__Prompt__
For the records below, work out the number of lines holding "struct" and reply with only that.

[Dataset excerpts]
Content starts
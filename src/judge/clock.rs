/// Extra compensation applied on top of reported hardware latency, in seconds.
pub const MANUAL_OFFSET: f64 = 0.05;

/// A playback collaborator's view of where the audio is.
pub trait PlaybackClock {
    /// Raw elapsed playback position in seconds. Must never decrease.
    fn position(&self) -> f64;

    /// Input-path hardware latency in seconds.
    fn input_latency(&self) -> f64 {
        0.0
    }

    /// Output-path hardware latency in seconds.
    fn output_latency(&self) -> f64 {
        0.0
    }
}

/// Maps a raw clock reading to chart time:
/// `chart_time = raw - (input_latency + output_latency) - manual_offset`.
#[derive(Clone, Copy, Debug, PartialEq)]
pub struct LatencyCompensation {
    pub input_latency: f64,
    pub output_latency: f64,
    pub manual_offset: f64,
}

impl LatencyCompensation {
    pub fn new(input_latency: f64, output_latency: f64) -> Self {
        Self {
            input_latency,
            output_latency,
            manual_offset: MANUAL_OFFSET,
        }
    }

    pub fn from_clock(clock: &impl PlaybackClock) -> Self {
        Self::new(clock.input_latency(), clock.output_latency())
    }

    pub fn with_manual_offset(mut self, manual_offset: f64) -> Self {
        self.manual_offset = manual_offset;
        self
    }

    /// Hardware latency estimate plus the manual offset.
    pub fn total(&self) -> f64 {
        self.input_latency + self.output_latency + self.manual_offset
    }

    pub fn chart_time(&self, raw: f64) -> f64 {
        raw - self.total()
    }

    /// Sample `clock` now and convert. Call this at the moment an input arrives.
    pub fn now(&self, clock: &impl PlaybackClock) -> f64 {
        self.chart_time(clock.position())
    }
}

impl Default for LatencyCompensation {
    fn default() -> Self {
        Self::new(0.0, 0.0)
    }
}
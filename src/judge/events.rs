use serde::Serialize;

use super::windows::Judgment;

/// Notifications emitted by a [`super::JudgmentEngine`] for UI and effects.
#[derive(Clone, Debug, PartialEq)]
pub enum GameEvent {
    ScoreChanged {
        score: u64,
    },
    ComboChanged {
        combo: u32,
        max_combo: u32,
    },
    JudgmentRaised {
        note: usize,
        lane: usize,
        judgment: Judgment,
        /// Note time minus judged time, seconds; positive means early
        offset: f64,
    },
    SessionEnded(ResultSummary),
}

#[derive(Clone, Copy, Debug, Default, PartialEq, Eq, Serialize)]
pub struct JudgmentCounts {
    pub perfect: u32,
    pub great: u32,
    pub good: u32,
    pub miss: u32,
}

impl JudgmentCounts {
    pub fn record(&mut self, judgment: Judgment) {
        match judgment {
            Judgment::Perfect => self.perfect += 1,
            Judgment::Great => self.great += 1,
            Judgment::Good => self.good += 1,
            Judgment::Miss => self.miss += 1,
        }
    }

    pub fn get(&self, judgment: Judgment) -> u32 {
        match judgment {
            Judgment::Perfect => self.perfect,
            Judgment::Great => self.great,
            Judgment::Good => self.good,
            Judgment::Miss => self.miss,
        }
    }

    pub fn judged(&self) -> u32 {
        self.perfect + self.great + self.good + self.miss
    }
}

/// End-of-session result.
#[derive(Clone, Debug, Default, PartialEq, Serialize)]
pub struct ResultSummary {
    pub score: u64,
    pub max_combo: u32,
    pub counts: JudgmentCounts,
    pub total_notes: usize,
}

impl ResultSummary {
    /// `(perfect + 0.8 * great + 0.5 * good) / total_notes`, 0 for an empty chart.
    pub fn accuracy(&self) -> f64 {
        if self.total_notes == 0 {
            return 0.0;
        }
        let c = &self.counts;
        (c.perfect as f64 + 0.8 * c.great as f64 + 0.5 * c.good as f64) / self.total_notes as f64
    }

    /// Every note was hit.
    pub fn full_combo(&self) -> bool {
        self.total_notes > 0
            && self.counts.miss == 0
            && (self.counts.judged() as usize) == self.total_notes
    }
}
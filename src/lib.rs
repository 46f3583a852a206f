//! beatlane - audio to rhythm-game charts, and real-time judgment of play against them.
//!
//! Pipeline: [`audio::decode`] → [`audio::onset::detect_by_band`] →
//! [`chart::ChartGenerator`] → [`judge::JudgmentEngine`].

pub mod audio;
pub mod chart;
pub mod config;
pub mod judge;

pub use audio::features::{Band, OnsetSet, SampleBuffer};
pub use chart::{Chart, ChartGenerator, Note};
pub use config::Config;
pub use judge::{GameEvent, JudgmentEngine, Judgment, ResultSummary};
Content ends
__Result of the exercise__
3